The complete withdrawal of all Irish pork products must be seen as an emergency precautionary measure to reassure the public. This action was taken to ensure consumer confidence in the safety of Irish-produced products, according to IFA President Padraig Walshe.
Walshe said over 90% of Irish production was completely free of any connection to the single source of the contaminated feed. Over the week-end the IFA has co-operated fully with the Department of Agriculture, FSAI and public health agencies to isolate the problem.
Walshe said he was greatly heartened and highly appreciative of the many calls of support he had received from the public and consumers.
The IFA President said “there are over 400 farms ready to supply prime produce as soon as the logistics of the recall was completed.” He said he hoped the industry would be fully operational by Tuesday under the supervision of the Department of Agriculture, with all the necessary testing and controls in place.
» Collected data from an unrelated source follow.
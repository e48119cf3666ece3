use std::sync::Arc;

use axum::extract::FromRef;
use shelter_core::{ConfigError, ShelterConfig};
use shelter_data::ShelterStore;
use shelter_graph::{LoaderConfig, Services};
use shelter_security::{JwtValidator, SecurityConfig};

/// Shared state behind every route. Cheap to clone.
#[derive(Clone)]
pub struct AppState {
    services: Arc<Services>,
    validator: Arc<JwtValidator>,
}

impl AppState {
    pub fn new(store: Arc<dyn ShelterStore>, security: SecurityConfig, loader: LoaderConfig) -> Self {
        if security.secret.is_none() {
            tracing::warn!("no JWT secret configured: login and bearer tokens are disabled");
        }
        let validator = Arc::new(JwtValidator::new(security.clone()));
        let services = Arc::new(Services::new(store, security, loader));
        Self {
            services,
            validator,
        }
    }

    /// Build from the `shelter.security` and `shelter.loader` sections.
    pub fn from_config(
        config: &ShelterConfig,
        store: Arc<dyn ShelterStore>,
    ) -> Result<Self, ConfigError> {
        Ok(Self::new(store, config.section()?, config.section()?))
    }

    pub fn services(&self) -> &Arc<Services> {
        &self.services
    }

    pub fn validator(&self) -> &Arc<JwtValidator> {
        &self.validator
    }
}

impl FromRef<AppState> for Arc<Services> {
    fn from_ref(state: &AppState) -> Self {
        Arc::clone(&state.services)
    }
}

impl FromRef<AppState> for Arc<JwtValidator> {
    fn from_ref(state: &AppState) -> Self {
        Arc::clone(&state.validator)
    }
}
Walshe said there is no reason why the Irish industry cannot supply the traditional Christmas ham requirements of consumers. “Once Irish consumers are sure of the safety and high quality of the product, they will support a traditional sector that has always played an important role in Irish farming.”
Bloomberg is reporting that Irish pork producers are facing a 100 million-euro ($128 million) bill to recall all pork products made from pigs slaughtered in the country following the dioxin scare.
Around 10 percent of Ireland’s estimated 1.47 million pigs may have been exposed to feed containing dioxins, associated with cancer. Ireland exports about 1 million euros of pig meat a day and authorities in the UK are advising consumers not to eat any pork from Ireland. Meanwhile other countries are being quick to reassure consumers that they do not receive imports from Ireland.
Meanwhile the BBC is reporting that almost 1,400 pork processing workers in the Republic of Ireland have been laid off following the contamination scare.